Since its accession to the WTO in December 2001 China has accounted for an increasing share of the global economy. Helped by fast export and investment growth it remains an engine of trade and is expected to generate some 35% of global growth over the next two years, according to the World Bank’s latest forecast.

The country is also plagued by structural challenges however, most notably the uncomfortable legacy of a massive state-inspired credit expansion in the wake of the global financial crisis. As such, it’s attempting a tricky transition from a credit-fuelled growth model that is overly reliant on investment to one more driven by private consumption and services. It remains unclear how the dynamic between cooling credit growth and supporting GDP growth will ultimately unfold.
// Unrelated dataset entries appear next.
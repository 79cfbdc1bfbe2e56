// Entrypoint for the CLI application.
// - Keeps `main` small: parse arguments, set up logging, build the config
//   and hand everything to `cli::run`.
// - Returns `anyhow::Result` so fatal errors print their message and exit 1.

use clap::Parser;
use otx_search::cli::{self, Cli};
use otx_search::config::Config;
use tracing_subscriber::filter::LevelFilter;
use tracing_subscriber::EnvFilter;

fn main() -> anyhow::Result<()> {
    let cli = Cli::parse();

    // Logs go to stderr so stdout stays clean for JSON/CSV output.
    // RUST_LOG overrides the level picked by -v/-q.
    let filter = EnvFilter::builder()
        .with_default_directive(LevelFilter::from_level(cli.log_level()).into())
        .from_env_lossy();
    tracing_subscriber::fmt()
        .with_env_filter(filter)
        .with_writer(std::io::stderr)
        .with_target(false)
        .init();

    let config = Config::from_env()?.with_timeout(cli.timeout());
    cli::run(&cli, &config)?;
    Ok(())
}
// Error taxonomy shared by every layer of the client.

use thiserror::Error;

/// Errors raised while querying OTX and writing results.
#[derive(Debug, Error)]
pub enum Error {
    /// The API key environment variable is unset or empty.
    #[error(
        "OTXAPI environment variable not detected. Set the environment variable, open a new terminal session, and try again..."
    )]
    MissingCredential,

    /// None of the query flags was given.
    #[error("no query given; pass one of --text, --pulse-id, --export, --ipv4, --ipv6, --domain, --hostname, --hash, --url or --cve")]
    NoQuery,

    /// An indicator family lookup was requested without `--indicator`.
    #[error("--indicator is required for {family} lookups")]
    MissingIndicator {
        /// Family flag that needed the indicator.
        family: &'static str,
    },

    /// A lookup section that the indicator family does not offer.
    #[error("'{section}' is not a valid section for {family} lookups")]
    UnknownSection {
        family: &'static str,
        section: String,
    },

    /// Connection, TLS or protocol failure while talking to the API.
    #[error("request failed: {0}")]
    Transport(#[from] reqwest::Error),

    /// A response or file body that is not valid JSON.
    #[error("invalid JSON: {0}")]
    Decode(#[from] serde_json::Error),

    #[error(transparent)]
    Io(#[from] std::io::Error),

    #[error("CSV error: {0}")]
    Csv(#[from] csv::Error),

    /// The JSON output file exists but does not hold a JSON array.
    #[error("existing output file {path} does not contain a JSON array")]
    NotAnArray { path: String },
}

pub type Result<T> = std::result::Result<T, Error>;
The good news is that China’s economy has been gradually but demonstrably rebalancing towards a growth model that is less reliant on investment, with new industries coming to the fore. Our base case is therefore for China to continue to slow down structurally, with growth being supported as necessary by the authorities as they manoeuvre policy settings to bring this about gradually.

We believe this provides an opportunity for investors to gain exposure to companies benefitting from China’s rapidly expanding services industry and fast-growing middle class. We remain cautious on banks given the probability that asset quality becomes more problematic as the cycle continues.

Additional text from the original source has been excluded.